» PROVIDED ENTRIES
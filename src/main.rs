use anyhow::Result;
use mest::commands::Cli;
use mest::libs::messages::macros::is_debug_mode;
use tracing_subscriber::EnvFilter;

#[tokio::main]
async fn main() -> Result<()> {
    if is_debug_mode() {
        tracing_subscriber::fmt()
            .with_env_filter(EnvFilter::try_from_default_env().unwrap_or_else(|_| EnvFilter::new("mest=debug")))
            .with_target(false)
            .init();
    }

    Cli::menu().await
}
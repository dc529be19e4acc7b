//! Database schema migration management and versioning.
//!
//! Each migration has a version, a name and an `up` function that runs
//! inside the transaction applying all pending versions. Applied versions
//! are recorded in the `migrations` table.
//!
//! ## Usage
//!
//! ```rust,no_run
//! use mest::db::migrations::{init_with_migrations, get_db_version};
//! use rusqlite::Connection;
//!
//! let mut conn = Connection::open("mest.db")?;
//! init_with_migrations(&mut conn)?;
//! let version = get_db_version(&conn)?;
//! # Ok::<(), anyhow::Error>(())
//! ```

use crate::libs::messages::Message;
use crate::{msg_debug, msg_error};
use anyhow::Result;
use rusqlite::{params, Connection, Transaction};

/// SQL schema for the migrations tracking table.
const MIGRATIONS_TABLE: &str = "
CREATE TABLE IF NOT EXISTS migrations (
    id INTEGER PRIMARY KEY,
    version INTEGER NOT NULL UNIQUE,
    name TEXT NOT NULL,
    applied_at TIMESTAMP DEFAULT CURRENT_TIMESTAMP
)";

#[derive(Debug, Clone)]
struct Migration {
    version: u32,
    name: &'static str,
    up: fn(&Transaction) -> Result<()>,
}

/// Registry of all schema versions, applied in ascending order.
pub struct MigrationManager {
    migrations: Vec<Migration>,
}

impl Default for MigrationManager {
    fn default() -> Self {
        Self::new()
    }
}

impl MigrationManager {
    pub fn new() -> Self {
        let mut manager = Self { migrations: Vec::new() };
        manager.register_migrations();
        manager
    }

    fn register_migrations(&mut self) {
        // Version 1: shift-scoped key-value storage.
        // Key components live in their own columns; the value is a JSON
        // document or a plain string, replaced whole on every write.
        self.add_migration(1, "create_shift_store", |tx| {
            tx.execute(
                "CREATE TABLE IF NOT EXISTS shift_store (
                    scope TEXT NOT NULL,
                    owner TEXT NOT NULL,
                    field TEXT NOT NULL,
                    shift TEXT NOT NULL,
                    value TEXT NOT NULL,
                    updated_at TIMESTAMP DEFAULT CURRENT_TIMESTAMP,
                    PRIMARY KEY (scope, owner, field, shift)
                )",
                [],
            )?;
            tx.execute("CREATE INDEX IF NOT EXISTS idx_shift_store_owner ON shift_store(scope, owner)", [])?;
            Ok(())
        });

        // Version 2: outbox of writes to mirror to the remote API.
        self.add_migration(2, "add_outbox", |tx| {
            tx.execute(
                "CREATE TABLE IF NOT EXISTS outbox (
                    id INTEGER PRIMARY KEY,
                    method TEXT NOT NULL,
                    path TEXT NOT NULL,
                    payload TEXT NOT NULL,
                    attempts INTEGER NOT NULL DEFAULT 0,
                    last_error TEXT,
                    created_at TIMESTAMP NOT NULL
                )",
                [],
            )?;
            tx.execute("CREATE INDEX IF NOT EXISTS idx_outbox_created_at ON outbox(created_at)", [])?;
            Ok(())
        });
    }

    fn add_migration(&mut self, version: u32, name: &'static str, up: fn(&Transaction) -> Result<()>) {
        self.migrations.push(Migration { version, name, up });
    }

    pub fn run_migrations(&self, conn: &mut Connection) -> Result<()> {
        conn.execute(MIGRATIONS_TABLE, [])?;

        let current_version = self.get_current_version(conn)?;
        let pending: Vec<&Migration> = self.migrations.iter().filter(|m| m.version > current_version).collect();

        if pending.is_empty() {
            msg_debug!("Database is up to date");
            return Ok(());
        }

        msg_debug!(Message::MigrationsFound(pending.len()));

        let tx = conn.transaction()?;

        for migration in pending {
            msg_debug!(Message::RunningMigration(migration.version, migration.name.to_string()));

            match (migration.up)(&tx) {
                Ok(()) => {
                    tx.execute(
                        "INSERT INTO migrations (version, name) VALUES (?1, ?2)",
                        params![migration.version, migration.name],
                    )?;
                }
                Err(e) => {
                    msg_error!(Message::MigrationFailed(migration.version, e.to_string()));
                    return Err(e);
                }
            }
        }

        tx.commit()?;
        msg_debug!(Message::AllMigrationsCompleted);

        Ok(())
    }

    fn get_current_version(&self, conn: &Connection) -> Result<u32> {
        let version: Option<u32> = conn
            .query_row("SELECT MAX(version) FROM migrations", [], |row| row.get(0))
            .unwrap_or(Some(0));

        Ok(version.unwrap_or(0))
    }

    pub fn is_migration_applied(&self, conn: &Connection, version: u32) -> Result<bool> {
        let count: i32 = conn.query_row("SELECT COUNT(*) FROM migrations WHERE version = ?1", params![version], |row| row.get(0))?;

        Ok(count > 0)
    }

    pub fn latest_version(&self) -> u32 {
        self.migrations.last().map(|m| m.version).unwrap_or(0)
    }
}

pub fn init_with_migrations(conn: &mut Connection) -> Result<()> {
    let manager = MigrationManager::new();
    manager.run_migrations(conn)
}

pub fn get_db_version(conn: &Connection) -> Result<u32> {
    let manager = MigrationManager::new();
    manager.get_current_version(conn)
}

pub fn needs_migration(conn: &Connection) -> Result<bool> {
    let manager = MigrationManager::new();
    let current = manager.get_current_version(conn)?;
    Ok(current < manager.latest_version())
}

» TASK GOAL
The complete material must be repeated exactly.

» PROBLEM SOLUTION
filename src/main.rs
use anyhow::Result;
use mest::commands::Cli;
use mest::libs::messages::macros::is_debug_mode;
use tracing_subscriber::EnvFilter;

#[tokio::main]
async fn main() -> Result<()> {
    if is_debug_mode() {
        tracing_subscriber::fmt()
            .with_env_filter(EnvFilter::try_from_default_env().unwrap_or_else(|_| EnvFilter::new("mest=debug")))
            .with_target(false)
            .init();
    }

    Cli::menu().await
}
repository dc529be19e4acc7b
//! Database schema migration management and versioning.
//!
//! Each migration has a version, a name and an `up` function that runs
//! inside the transaction applying all pending versions. Applied versions
//! are recorded in the `migrations` table.
//!
//! ## Usage
//!
//! ```rust,no_run
//! use mest::db::migrations::{init_with_migrations, get_db_version};
//! use rusqlite::Connection;
//!
//! let mut conn = Connection::open("mest.db")?;
//! init_with_migrations(&mut conn)?;
//! let version = get_db_version(&conn)?;
//! # Ok::<(), anyhow::Error>(())
//! ```

use crate::libs::messages::Message;
use crate::{msg_debug, msg_error};
use anyhow::Result;
use rusqlite::{params, Connection, Transaction};

/// SQL schema for the migrations tracking table.
const MIGRATIONS_TABLE: &str = "
CREATE TABLE IF NOT EXISTS migrations (
    id INTEGER PRIMARY KEY,
    version INTEGER NOT NULL UNIQUE,
    name TEXT NOT NULL,
    applied_at TIMESTAMP DEFAULT CURRENT_TIMESTAMP
)";

#[derive(Debug, Clone)]
struct Migration {
    version: u32,
    name: &'static str,
    up: fn(&Transaction) -> Result<()>,
}

/// Registry of all schema versions, applied in ascending order.
pub struct MigrationManager {
    migrations: Vec<Migration>,
}

impl Default for MigrationManager {
    fn default() -> Self {
        Self::new()
    }
}

impl MigrationManager {
    pub fn new() -> Self {
        let mut manager = Self { migrations: Vec::new() };
        manager.register_migrations();
        manager
    }

    fn register_migrations(&mut self) {
        // Version 1: shift-scoped key-value storage.
        // Key components live in their own columns; the value is a JSON
        // document or a plain string, replaced whole on every write.
        self.add_migration(1, "create_shift_store", |tx| {
            tx.execute(
                "CREATE TABLE IF NOT EXISTS shift_store (
                    scope TEXT NOT NULL,
                    owner TEXT NOT NULL,
                    field TEXT NOT NULL,
                    shift TEXT NOT NULL,
                    value TEXT NOT NULL,
                    updated_at TIMESTAMP DEFAULT CURRENT_TIMESTAMP,
                    PRIMARY KEY (scope, owner, field, shift)
                )",
                [],
            )?;
            tx.execute("CREATE INDEX IF NOT EXISTS idx_shift_store_owner ON shift_store(scope, owner)", [])?;
            Ok(())
        });

        // Version 2: outbox of writes to mirror to the remote API.
        self.add_migration(2, "add_outbox", |tx| {
            tx.execute(
                "CREATE TABLE IF NOT EXISTS outbox (
                    id INTEGER PRIMARY KEY,
                    method TEXT NOT NULL,
                    path TEXT NOT NULL,
                    payload TEXT NOT NULL,
                    attempts INTEGER NOT NULL DEFAULT 0,
                    last_error TEXT,
                    created_at TIMESTAMP NOT NULL
                )",
                [],
            )?;
            tx.execute("CREATE INDEX IF NOT EXISTS idx_outbox_created_at ON outbox(created_at)", [])?;
            Ok(())
        });
    }

    fn add_migration(&mut self, version: u32, name: &'static str, up: fn(&Transaction) -> Result<()>) {
        self.migrations.push(Migration { version, name, up });
    }

    pub fn run_migrations(&self, conn: &mut Connection) -> Result<()> {
        conn.execute(MIGRATIONS_TABLE, [])?;

        let current_version = self.get_current_version(conn)?;
        let pending: Vec<&Migration> = self.migrations.iter().filter(|m| m.version > current_version).collect();

        if pending.is_empty() {
            msg_debug!("Database is up to date");
            return Ok(());
        }

        msg_debug!(Message::MigrationsFound(pending.len()));

        let tx = conn.transaction()?;

        for migration in pending {
            msg_debug!(Message::RunningMigration(migration.version, migration.name.to_string()));

            match (migration.up)(&tx) {
                Ok(()) => {
                    tx.execute(
                        "INSERT INTO migrations (version, name) VALUES (?1, ?2)",
                        params![migration.version, migration.name],
                    )?;
                }
                Err(e) => {
                    msg_error!(Message::MigrationFailed(migration.version, e.to_string()));
                    return Err(e);
                }
            }
        }

        tx.commit()?;
        msg_debug!(Message::AllMigrationsCompleted);

        Ok(())
    }

    fn get_current_version(&self, conn: &Connection) -> Result<u32> {
        let version: Option<u32> = conn
            .query_row("SELECT MAX(version) FROM migrations", [], |row| row.get(0))
            .unwrap_or(Some(0));

        Ok(version.unwrap_or(0))
    }

    pub fn is_migration_applied(&self, conn: &Connection, version: u32) -> Result<bool> {
        let count: i32 = conn.query_row("SELECT COUNT(*) FROM migrations WHERE version = ?1", params![version], |row| row.get(0))?;

        Ok(count > 0)
    }

    pub fn latest_version(&self) -> u32 {
        self.migrations.last().map(|m| m.version).unwrap_or(0)
    }
}

pub fn init_with_migrations(conn: &mut Connection) -> Result<()> {
    let manager = MigrationManager::new();
    manager.run_migrations(conn)
}

pub fn get_db_version(conn: &Connection) -> Result<u32> {
    let manager = MigrationManager::new();
    manager.get_current_version(conn)
}

pub fn needs_migration(conn: &Connection) -> Result<bool> {
    let manager = MigrationManager::new();
    let current = manager.get_current_version(conn)?;
    Ok(current < manager.latest_version())
}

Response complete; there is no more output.